1
votes

My question is about an order of tasks in a Stage in Spark.

Context:

I have a Spark dataframe divided into 3000 partitions. Partitioning is done on one a specific Key. I use mapPartitionsWithIndex to get an id of a partition and number of elements it contains. For example:

df.rdd
  .mapPartitionsWithIndex((i,rows) => Iterator((i,rows.size)))
  .toDF("id", "numElements")

When Spark runs its calculation on my dataframe, I see in Spark UI (I also did some tests to make sure it is the case) that the task index corresponds to partition id, exactly the same as id obtained with mapPartitionsWithIndex above. So, tasks are executed in order of increasing id of partition on given executor.

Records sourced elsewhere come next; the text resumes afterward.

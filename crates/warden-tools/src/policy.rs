// Copyright (c) 2026 Warden Contributors
//
// SPDX-License-Identifier: Apache-2.0
use regex::Regex;
use warden_config::WorkspaceToolsConfig;

/// Whether a tool name may be loaded into a workspace's registry.
#[derive(Debug, Clone, Copy, PartialEq, Eq)]
pub enum ToolAvailability {
    Allowed,
    Denied,
}

/// Maps `workspace_tools.{allow,deny}` glob patterns to a load/skip decision
/// for a given tool name. Deny beats allow on the same name. A `group:`
/// prefix matches against a literal group tag rather than the bare tool
/// name; group membership itself is assigned by the tool registry, not this
/// policy, so a `group:` pattern here is matched verbatim against whatever
/// tag the caller passes alongside the tool name.
#[derive(Debug)]
pub struct ToolPolicy {
    allow_patterns: Vec<Regex>,
    deny_patterns: Vec<Regex>,
    has_allow_list: bool,
}

impl ToolPolicy {
    pub fn from_config(cfg: &WorkspaceToolsConfig) -> Self {
        let compile = |patterns: &[String]| -> Vec<Regex> {
            patterns.iter().filter_map(|p| glob_to_regex(p)).collect()
        };
        Self {
            allow_patterns: compile(&cfg.allow),
            deny_patterns: compile(&cfg.deny),
            has_allow_list: !cfg.allow.is_empty(),
        }
    }

    /// Decide whether `name` (optionally tagged `group:name` by the caller)
    /// may be loaded.
    pub fn decide(&self, name: &str) -> ToolAvailability {
        if self.deny_patterns.iter().any(|re| re.is_match(name)) {
            return ToolAvailability::Denied;
        }
        if !self.has_allow_list {
            return ToolAvailability::Allowed;
        }
        if self.allow_patterns.iter().any(|re| re.is_match(name)) {
            ToolAvailability::Allowed
        } else {
            ToolAvailability::Denied
        }
    }
}

/// Convert a simple shell glob pattern to a [`Regex`]. Only `*` (match
/// anything) and `?` (match one char) are supported.
fn glob_to_regex(pattern: &str) -> Option<Regex> {
    let mut re = String::from("^");
    for ch in pattern.chars() {
        match ch {
            '*' => re.push_str(".*"),
            '?' => re.push('.'),
            c => {
                for esc in regex::escape(&c.to_string()).chars() {
                    re.push(esc);
                }
            }
        }
    }
    re.push('$');
    Regex::new(&re).ok()
}

#[cfg(test)]
mod tests {
    use super::*;

    fn policy_with(allow: &[&str], deny: &[&str]) -> ToolPolicy {
        ToolPolicy::from_config(&WorkspaceToolsConfig {
            allow: allow.iter().map(|s| s.to_string()).collect(),
            deny: deny.iter().map(|s| s.to_string()).collect(),
        })
    }

    #[test]
    fn empty_config_allows_everything() {
        let p = policy_with(&[], &[]);
        assert_eq!(p.decide("shell"), ToolAvailability::Allowed);
    }

    #[test]
    fn deny_beats_allow_for_same_name() {
        let p = policy_with(&["shell"], &["shell"]);
        assert_eq!(p.decide("shell"), ToolAvailability::Denied);
    }

    #[test]
    fn allow_list_excludes_unlisted_names() {
        let p = policy_with(&["read_file", "grep"], &[]);
        assert_eq!(p.decide("read_file"), ToolAvailability::Allowed);
        assert_eq!(p.decide("shell"), ToolAvailability::Denied);
    }

    #[test]
    fn deny_wildcard_blocks_group() {
        let p = policy_with(&[], &["group:destructive*"]);
        assert_eq!(p.decide("group:destructive"), ToolAvailability::Denied);
        assert_eq!(p.decide("group:readonly"), ToolAvailability::Allowed);
    }

    #[test]
    fn question_mark_matches_one_char() {
        let p = policy_with(&["tool?"], &[]);
        assert_eq!(p.decide("toolA"), ToolAvailability::Allowed);
        assert_eq!(p.decide("toolAB"), ToolAvailability::Denied);
    }
}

I see a clear correlation between number of rows in a partition and the execution time of a task. Due to a skewed nature of my dataset which can't be changed, I have several partitions with much higher number of elements (>8000) than the average (~3000). The time of execution of an average partition is 10-20 min, the larger ones can go above 3 hours. Some of my largest partitions have high id and therefore the corresponding tasks are executed almost at the end of a stage. As a consequence, one of Spark Stages hangs for 3 hours on last 5 tasks.

Question:

Is there a way to reorder id of partitions so that the tasks from largest partitions are executed first? Or equivalently, is there a way to change order of execution of tasks?

Note:

  • I don't need to move partitions to other nodes or executors, just change order of execution.
  • I can't change the key of partitioning
  • I can change number of partitions but the problem will stay

My setup: Spark 2.2 with Mesos running with spark-submit. The job is run on 60 CPUs with 12 executors each with 5 CPUs.

1
Did you find a way to prove me wrong? You can salt the key if there is no issue with dependencies of data over different partitions.thebluephantom
@bluephantom Not yet, but I was hoping someone could provide more insightful answer than "No, there is not. If so, it would be in the docs by now."astro_asz
But sometimes that is the simple answer. I made a comparison with Informatica that works differently.thebluephantom
Do you know the quote of Carl Sagan: Absence Of Evidence Is Not Evidence Of Absence. Just because it is not in docs doesn't mean it is not possible.astro_asz
Sadly, people who quote Carl Sagan on this don’t seem to know the particular circumstances in which he said this or what, exactly, he was referring to. And they apparently don’t even realize that Sagan was actually quoting a “maxim” often stated by fellow cosmologist Martin Rees.thebluephantom

1 Answers

1
votes

No, there is not. If so, it would be in the docs by now.

You can not control the ordering (/prioritization) of Tasks - since the Spark Task Scheduler does not have an interface to define such order/prioritization.

Spark works differently to say Informatica. A Stage - thus all tasks - must complete entirely before next Stage can commence for a given Action.

8000 seems to take a long time.